Background to the story:
In Rover, the Baptist church met in a building (probably on the location where it is now) in a 2-story frame building. The Baptist congregation met in the downstairs and the Odd Fellows lodge met upstairs.
Across the street, there were 2 stores, Ed White's store and Garrett's store. Riley Baty had been building a second floor on White's store as a meeting place.
The Oregon County Times-Leader (Koshkonong), Sept 2, 1926, pg 6 —
Riley Baty and sons Marion & Eddie are building a lodge hall over Ed White’s store.

The Baptist church building had burned down in March (see clipping at right).
The Oregon County Times-Leader (Koshkonong), Thur, Mar 25, 1926, pg 1 -- Fire at Rover - One night last week the big frame building used as the Baptist church downstairs and as the Odd Fellows hall upstairs burned to the ground The fire was first discovered about 2 o'clock a.m., but it was impossible to save anything from the burning building. Residents at Rover believing the fire to have been of incedinary origin, sent for blood hounds at Springfield to discover if possible, whether their beliefs were well grounded. As yet, we have heard of no definite actions being taken, If the hounds did give a clue. The building was insured for $2,000.

Fortunately for the Baptists, Rab Jolliff, a local preacher and sometimes pastor at the church, had been paying the insurance on the building before it burned in March 1926. So, when it burned Rab received the insurance money of $2,000. In considering how to re-build, the church people decided they didn't want Rab making the decisions, so he gave the insurance money to the trustees to build another building. They didn't offer to pay him back for paying the premiums, and the trustees did not keep up the payments on the insurance.

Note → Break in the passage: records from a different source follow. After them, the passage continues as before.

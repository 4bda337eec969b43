pub mod annotate;
pub mod banks;
pub mod cards;
pub mod classifications;
pub mod classify;
pub mod ingest;
pub mod init;
pub mod memory;
pub mod people;
pub mod report;
pub mod rules;
pub mod status;
pub mod upload;

use clap::{Parser, Subcommand};

#[derive(Parser)]
#[command(name = "extrato", about = "Personal finance tracker: bank statement PDFs in, classified transactions out.")]
pub struct Cli {
    #[command(subcommand)]
    pub command: Commands,
}

#[derive(Subcommand)]
pub enum Commands {
    /// Set up extrato: choose a data directory and initialize the database.
    Init {
        /// Path for extrato data (default: ~/Documents/extrato)
        #[arg(long = "data-dir")]
        data_dir: Option<String>,
    },
    /// Upload a statement PDF: decrypt if needed, extract, deduplicate, store.
    Upload {
        /// Path to the statement PDF
        file: String,
        /// Password for a protected statement (prompted if needed)
        #[arg(long)]
        password: Option<String>,
    },
    /// Ingest an already-extracted result from a JSON file.
    Ingest {
        /// Path to an ExtractResult JSON document
        file: String,
    },
    /// Re-run classification rules on unclassified transactions.
    Classify,
    /// Annotate a stored transaction.
    Annotate {
        #[command(subcommand)]
        command: AnnotateCommands,
    },
    /// Manage banks.
    Banks {
        #[command(subcommand)]
        command: BanksCommands,
    },
    /// Manage household members.
    People {
        #[command(subcommand)]
        command: PeopleCommands,
    },
    /// Manage cards.
    Cards {
        #[command(subcommand)]
        command: CardsCommands,
    },
    /// Manage classification tags.
    Classifications {
        #[command(subcommand)]
        command: ClassificationsCommands,
    },
    /// Manage classification rules.
    Rules {
        #[command(subcommand)]
        command: RulesCommands,
    },
    /// Manage memory rules (simple substring matchers).
    Memory {
        #[command(subcommand)]
        command: MemoryCommands,
    },
    /// Browse stored data.
    Report {
        #[command(subcommand)]
        command: ReportCommands,
    },
    /// Show current database and summary statistics.
    Status,
}

#[derive(Subcommand)]
pub enum AnnotateCommands {
    /// Set a transaction's classification (un-skips if skipped).
    Classify {
        /// Transaction ID (shown in `extrato report extracts`)
        transaction: String,
        /// Classification ID
        #[arg(long)]
        classification: String,
    },
    /// Set or clear a transaction's free-text meaning.
    Meaning {
        /// Transaction ID
        transaction: String,
        /// Meaning text; an empty string clears it
        text: String,
    },
    /// Skip a transaction, clearing any classification.
    Skip {
        /// Transaction ID
        transaction: String,
        /// Why this transaction is skipped
        #[arg(long)]
        reason: String,
    },
}

#[derive(Subcommand)]
pub enum BanksCommands {
    /// Register a bank.
    Add {
        /// Bank name, e.g. 'Nubank'
        name: String,
    },
    /// List all banks.
    List,
    /// Delete a bank and all its extracts.
    Delete {
        /// Bank ID (shown in `extrato banks list`)
        id: String,
    },
}

#[derive(Subcommand)]
pub enum PeopleCommands {
    /// Add a household member.
    Add {
        /// Person name
        name: String,
        /// Person type: Principal, Dependente, Externo
        #[arg(long = "type", default_value = "Dependente")]
        person_type: String,
    },
    /// List all people.
    List,
    /// Update a person.
    Update {
        /// Person ID (shown in `extrato people list`)
        id: String,
        /// New name
        #[arg(long)]
        name: Option<String>,
        /// New type: Principal, Dependente, Externo
        #[arg(long = "type")]
        person_type: Option<String>,
    },
    /// Delete a person (rejected while cards reference them).
    Delete {
        /// Person ID
        id: String,
    },
    /// Mark the primary person for the household.
    SetPrimary {
        /// Person ID
        id: String,
    },
}

#[derive(Subcommand)]
pub enum CardsCommands {
    /// Register a card.
    Add {
        /// Card name, e.g. 'Roxinho'
        name: String,
        /// Holder person ID
        #[arg(long)]
        holder: String,
        /// Bank ID
        #[arg(long)]
        bank: String,
        /// Last digits printed on statements
        #[arg(long)]
        suffix: String,
    },
    /// List all cards.
    List,
    /// Update a card.
    Update {
        /// Card ID (shown in `extrato cards list`)
        id: String,
        /// New name
        #[arg(long)]
        name: Option<String>,
        /// New holder person ID
        #[arg(long)]
        holder: Option<String>,
        /// New suffix
        #[arg(long)]
        suffix: Option<String>,
    },
    /// Delete a card.
    Delete {
        /// Card ID
        id: String,
    },
}

#[derive(Subcommand)]
pub enum ClassificationsCommands {
    /// Add a classification tag.
    Add {
        /// Tag label, e.g. 'Mercado'
        label: String,
        /// Tag emoji
        #[arg(long)]
        emoji: String,
    },
    /// List all classification tags.
    List,
}

#[derive(Subcommand)]
pub enum RulesCommands {
    /// Add a classification rule from one or more conditions.
    Add {
        /// Substring the description must include (repeatable)
        #[arg(long)]
        includes: Vec<String>,
        /// Day of month the statement date must carry (repeatable)
        #[arg(long)]
        day: Vec<u32>,
        /// Amount the transaction must match, within a centavo (repeatable)
        #[arg(long)]
        value: Vec<f64>,
        /// How conditions combine: and, or
        #[arg(long, default_value = "and")]
        logic: String,
        /// Classification ID to assign on match
        #[arg(long)]
        classification: Option<String>,
        /// Meaning text to assign on match
        #[arg(long)]
        meaning: Option<String>,
    },
    /// List all rules in match order.
    List,
    /// Update a rule's assignment.
    Update {
        /// Rule ID (shown in `extrato rules list`)
        id: String,
        /// New classification ID
        #[arg(long)]
        classification: Option<String>,
        /// New meaning text
        #[arg(long)]
        meaning: Option<String>,
    },
    /// Delete a rule by ID.
    Delete {
        /// Rule ID
        id: String,
    },
}

#[derive(Subcommand)]
pub enum MemoryCommands {
    /// Add a memory rule.
    Add {
        /// Substring the description must include
        includes: String,
        /// Classification ID to assign on match
        #[arg(long)]
        classification: Option<String>,
        /// Meaning text to assign on match
        #[arg(long)]
        meaning: Option<String>,
    },
    /// List all memory rules in match order.
    List,
    /// Update a memory rule.
    Update {
        /// Memory rule ID (shown in `extrato memory list`)
        id: String,
        /// New substring
        #[arg(long)]
        includes: Option<String>,
        /// New classification ID
        #[arg(long)]
        classification: Option<String>,
        /// New meaning text
        #[arg(long)]
        meaning: Option<String>,
    },
    /// Delete a memory rule by ID.
    Delete {
        /// Memory rule ID
        id: String,
    },
}

#[derive(Subcommand)]
pub enum ReportCommands {
    /// Month-by-month inflow/outflow totals.
    Monthly {
        /// Year filter: YYYY
        #[arg(long)]
        year: Option<i32>,
    },
    /// Per-bank extract and classification tallies.
    Banks,
    /// List stored extracts and their transactions.
    Extracts {
        /// Filter by bank ID
        #[arg(long)]
        bank: Option<String>,
    },
}
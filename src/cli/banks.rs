use comfy_table::{Cell, Table};

use crate::db::get_connection;
use crate::error::Result;
use crate::settings::get_data_dir;
use crate::store;

pub fn add(name: &str) -> Result<()> {
    let conn = get_connection(&get_data_dir().join("extrato.db"))?;
    let bank = store::add_bank(&conn, name)?;
    println!("Added bank: {} ({})", bank.name, bank.id);
    Ok(())
}

pub fn list() -> Result<()> {
    let conn = get_connection(&get_data_dir().join("extrato.db"))?;
    let banks = store::list_banks(&conn)?;

    let mut table = Table::new();
    table.set_header(vec!["ID", "Name", "Created"]);
    for bank in banks {
        table.add_row(vec![
            Cell::new(bank.id),
            Cell::new(bank.name),
            Cell::new(bank.created_at),
        ]);
    }
    println!("Banks\n{table}");
    Ok(())
}

pub fn delete(id: &str) -> Result<()> {
    let conn = get_connection(&get_data_dir().join("extrato.db"))?;
    let bank = store::get_bank(&conn, id)?;
    store::delete_bank(&conn, id)?;
    println!("Deleted bank {} and all of its extracts", bank.name);
    Ok(())
}
use std::path::{Path, PathBuf};
use std::process::{Command, Stdio};

use tracing::info;

use crate::error::{ExtratoError, Result};

/// Whether a PDF is password-protected, per `qpdf --is-encrypted`
/// (exit 0 = encrypted, exit 2 = not encrypted).
pub fn is_encrypted(path: &Path) -> Result<bool> {
    let status = Command::new("qpdf")
        .arg("--is-encrypted")
        .arg(path)
        .stdout(Stdio::null())
        .stderr(Stdio::null())
        .status()?;
    match status.code() {
        Some(0) => Ok(true),
        Some(2) => Ok(false),
        _ => Err(ExtratoError::Other(format!(
            "qpdf could not inspect {}",
            path.display()
        ))),
    }
}

/// Decrypt a protected PDF into `out_dir`, returning the decrypted
/// copy's path. A qpdf failure reports as `InvalidPassword`.
pub fn decrypt(path: &Path, password: &str, out_dir: &Path) -> Result<PathBuf> {
    std::fs::create_dir_all(out_dir)?;
    let out = out_dir.join(format!(
        "decrypted-{}.pdf",
        chrono::Utc::now().timestamp_millis()
    ));

    let output = Command::new("qpdf")
        .arg(format!("--password={password}"))
        .arg("--decrypt")
        .arg(path)
        .arg(&out)
        .output()?;

    if !output.status.success() {
        let _ = std::fs::remove_file(&out);
        return Err(ExtratoError::InvalidPassword);
    }

    info!(path = %out.display(), "decrypted statement written");
    Ok(out)
}
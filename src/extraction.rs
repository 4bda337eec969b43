use std::time::Duration;

use base64::Engine;
use serde::{Deserialize, Serialize};
use tracing::{debug, warn};

use crate::error::{ExtratoError, Result};
use crate::models::ExtractResult;

/// Fixed delay between job polls.
pub const POLL_INTERVAL: Duration = Duration::from_secs(2);
/// Polling attempts before giving up, a one-minute ceiling.
pub const MAX_POLL_ATTEMPTS: u32 = 30;

#[derive(Debug, Clone, Copy, PartialEq, Eq, Deserialize)]
#[serde(rename_all = "lowercase")]
pub enum JobStatus {
    Created,
    Running,
    Succeeded,
    Failed,
}

/// One poll of an extraction job.
#[derive(Debug, Clone, Deserialize)]
#[serde(rename_all = "camelCase")]
pub struct JobState {
    pub status: JobStatus,
    #[serde(default)]
    pub output_content: Option<ExtractResult>,
}

/// The document-extraction boundary: submit a statement, poll the job.
/// The production implementation talks HTTP; tests script one.
pub trait ExtractionService {
    /// Submit a document plus the names of already-registered banks
    /// (a hint for the extractor's bank detection). Returns the job id.
    fn submit(&self, document: &[u8], known_banks: &[String]) -> Result<String>;

    fn poll(&self, job_id: &str) -> Result<JobState>;
}

#[derive(Serialize)]
#[serde(rename_all = "camelCase")]
struct SubmitRequest<'a> {
    document: String,
    known_banks: &'a [String],
}

#[derive(Deserialize)]
struct SubmitResponse {
    id: String,
}

pub struct HttpExtractionService {
    base_url: String,
    api_key: String,
    client: reqwest::blocking::Client,
}

impl HttpExtractionService {
    pub fn new(base_url: &str, api_key: &str) -> Self {
        Self {
            base_url: base_url.trim_end_matches('/').to_string(),
            api_key: api_key.to_string(),
            client: reqwest::blocking::Client::new(),
        }
    }
}

impl ExtractionService for HttpExtractionService {
    fn submit(&self, document: &[u8], known_banks: &[String]) -> Result<String> {
        let encoded = base64::engine::general_purpose::STANDARD.encode(document);
        let body = SubmitRequest {
            document: format!("data:application/pdf;base64,{encoded}"),
            known_banks,
        };
        let response = self
            .client
            .post(format!("{}/extractions", self.base_url))
            .bearer_auth(&self.api_key)
            .json(&body)
            .send()?
            .error_for_status()?;
        let submitted: SubmitResponse = response.json()?;
        debug!(job_id = %submitted.id, "extraction job submitted");
        Ok(submitted.id)
    }

    fn poll(&self, job_id: &str) -> Result<JobState> {
        let response = self
            .client
            .get(format!("{}/extractions/{job_id}", self.base_url))
            .bearer_auth(&self.api_key)
            .send()?
            .error_for_status()?;
        Ok(response.json()?)
    }
}

/// Poll a job to completion: 2-second interval, 30 attempts. `failed`
/// stops immediately; transient poll errors are tolerated and retried,
/// with the last attempt's error surfaced if the ceiling is reached.
/// Exhaustion without a terminal state is `ExtractionTimeout`.
pub fn wait_for_result(service: &dyn ExtractionService, job_id: &str) -> Result<ExtractResult> {
    wait_with(service, job_id, POLL_INTERVAL, MAX_POLL_ATTEMPTS)
}

pub fn wait_with(
    service: &dyn ExtractionService,
    job_id: &str,
    interval: Duration,
    max_attempts: u32,
) -> Result<ExtractResult> {
    let mut last_error: Option<ExtratoError> = None;

    for attempt in 1..=max_attempts {
        std::thread::sleep(interval);

        match service.poll(job_id) {
            Ok(state) => {
                last_error = None;
                match state.status {
                    JobStatus::Succeeded => {
                        return state.output_content.ok_or_else(|| {
                            ExtratoError::ExtractionFailed(
                                "job succeeded without an extract payload".to_string(),
                            )
                        });
                    }
                    JobStatus::Failed => {
                        return Err(ExtratoError::ExtractionFailed(
                            "the document could not be processed".to_string(),
                        ));
                    }
                    JobStatus::Created | JobStatus::Running => {
                        debug!(job_id, attempt, status = ?state.status, "extraction still processing");
                    }
                }
            }
            Err(e) => {
                warn!(job_id, attempt, error = %e, "polling attempt failed");
                last_error = Some(e);
            }
        }
    }

    match last_error {
        Some(e) => Err(e),
        None => Err(ExtratoError::ExtractionTimeout(max_attempts)),
    }
}

#[cfg(test)]
mod tests {
    use super::*;
    use std::cell::RefCell;
    use std::collections::VecDeque;

    struct ScriptedService {
        polls: RefCell<VecDeque<Result<JobState>>>,
    }

    impl ScriptedService {
        fn new(polls: Vec<Result<JobState>>) -> Self {
            Self { polls: RefCell::new(polls.into_iter().collect()) }
        }

        fn remaining(&self) -> usize {
            self.polls.borrow().len()
        }
    }

    impl ExtractionService for ScriptedService {
        fn submit(&self, _document: &[u8], _known_banks: &[String]) -> Result<String> {
            Ok("job-1".to_string())
        }

        fn poll(&self, _job_id: &str) -> Result<JobState> {
            self.polls
                .borrow_mut()
                .pop_front()
                .unwrap_or(Ok(JobState { status: JobStatus::Running, output_content: None }))
        }
    }

    fn running() -> Result<JobState> {
        Ok(JobState { status: JobStatus::Running, output_content: None })
    }

    fn succeeded() -> Result<JobState> {
        Ok(JobState {
            status: JobStatus::Succeeded,
            output_content: Some(ExtractResult {
                bank: "Nubank".to_string(),
                document: "fatura.pdf".to_string(),
                summary: None,
                transactions: Vec::new(),
            }),
        })
    }

    #[test]
    fn test_waits_through_running_states() {
        let service = ScriptedService::new(vec![
            Ok(JobState { status: JobStatus::Created, output_content: None }),
            running(),
            succeeded(),
        ]);
        let result = wait_with(&service, "job-1", Duration::ZERO, 30).unwrap();
        assert_eq!(result.bank, "Nubank");
    }

    #[test]
    fn test_failed_stops_immediately() {
        let service = ScriptedService::new(vec![
            running(),
            Ok(JobState { status: JobStatus::Failed, output_content: None }),
            succeeded(),
        ]);
        let err = wait_with(&service, "job-1", Duration::ZERO, 30).unwrap_err();
        assert!(matches!(err, ExtratoError::ExtractionFailed(_)));
        // The scripted success was never consumed.
        assert_eq!(service.remaining(), 1);
    }

    #[test]
    fn test_times_out_after_max_attempts() {
        let polls: Vec<Result<JobState>> = (0..40).map(|_| running()).collect();
        let service = ScriptedService::new(polls);
        let err = wait_with(&service, "job-1", Duration::ZERO, 5).unwrap_err();
        assert!(matches!(err, ExtratoError::ExtractionTimeout(5)));
        assert_eq!(service.remaining(), 35);
    }

    #[test]
    fn test_transient_errors_are_retried() {
        let service = ScriptedService::new(vec![
            Err(ExtratoError::Other("connection reset".to_string())),
            Err(ExtratoError::Other("connection reset".to_string())),
            succeeded(),
        ]);
        let result = wait_with(&service, "job-1", Duration::ZERO, 30).unwrap();
        assert_eq!(result.bank, "Nubank");
    }

    #[test]
    fn test_last_attempt_error_is_surfaced() {
        let service = ScriptedService::new(vec![
            running(),
            Err(ExtratoError::Other("gateway unavailable".to_string())),
        ]);
        let err = wait_with(&service, "job-1", Duration::ZERO, 2).unwrap_err();
        assert!(matches!(err, ExtratoError::Other(msg) if msg == "gateway unavailable"));
    }

    #[test]
    fn test_success_without_payload_is_failure() {
        let service = ScriptedService::new(vec![Ok(JobState {
            status: JobStatus::Succeeded,
            output_content: None,
        })]);
        let err = wait_with(&service, "job-1", Duration::ZERO, 30).unwrap_err();
        assert!(matches!(err, ExtratoError::ExtractionFailed(_)));
    }

    #[test]
    fn test_job_state_wire_format() {
        let state: JobState = serde_json::from_str(
            r#"{"status": "succeeded", "outputContent": {
                "bank": "Itau", "document": "extrato.pdf", "transactions": []}}"#,
        )
        .unwrap();
        assert_eq!(state.status, JobStatus::Succeeded);
        assert_eq!(state.output_content.unwrap().bank, "Itau");

        let pending: JobState = serde_json::from_str(r#"{"status": "created"}"#).unwrap();
        assert_eq!(pending.status, JobStatus::Created);
        assert!(pending.output_content.is_none());
    }
}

So when the tornado happened in Nov., there was no money to rebuild again.

Construction on the 2nd church began in the early Fall, with Riley Baty and sons concrete company doing the work.
The Oregon County Times-Leader (Koshkonong), Oct 7, 1926, Pg 1 —
The Baptist congregation at Rover are building a new church. It is being constructed of concrete blocks. Riley Baty & sons are the contractors.

On Thanksgiving Day, 1926 in the early evening a tornado developed and touched down in Brandsville. It ran in an almost straight line northeast from Brandsville (where 3 were killed, many injured, and many buildings destroyed), to Rover (5 were injured and 4 buildings destroyed), then near Elmer Von Allmen's farm (whose house was moved off the foundation), to Thomasville (a few roofs were blown off, but no one injured).

When the tornado hit Rover, 2 stores, the Baptist church, and 1 house were destroyed. A few people had taken refuge in White's concrete block store, but it was demolished with people injured inside. They were Mr and Mrs E.A. White, Riley Baty & son Eddie, and Gus Jolliff.

The tornado's path went through Elmer VonAllmen's farm, to Thomasville. Raymon VonAllmen was about 10 years old at the time. He remembered his dad, Elmer, grabbing the front door and holding it shut. It shook the whole house taking it off its foundation and damaging it. Son, Dean said that Elmer wasn't afraid of storms and discounted the danger until this tornado came dangerously close to them. The next morning the boys were digging a cellar. Daughter, Bertha said that after the storm they had to tear the house down and rebuild it. The family lived in the barn for a few months while it was rebuilt.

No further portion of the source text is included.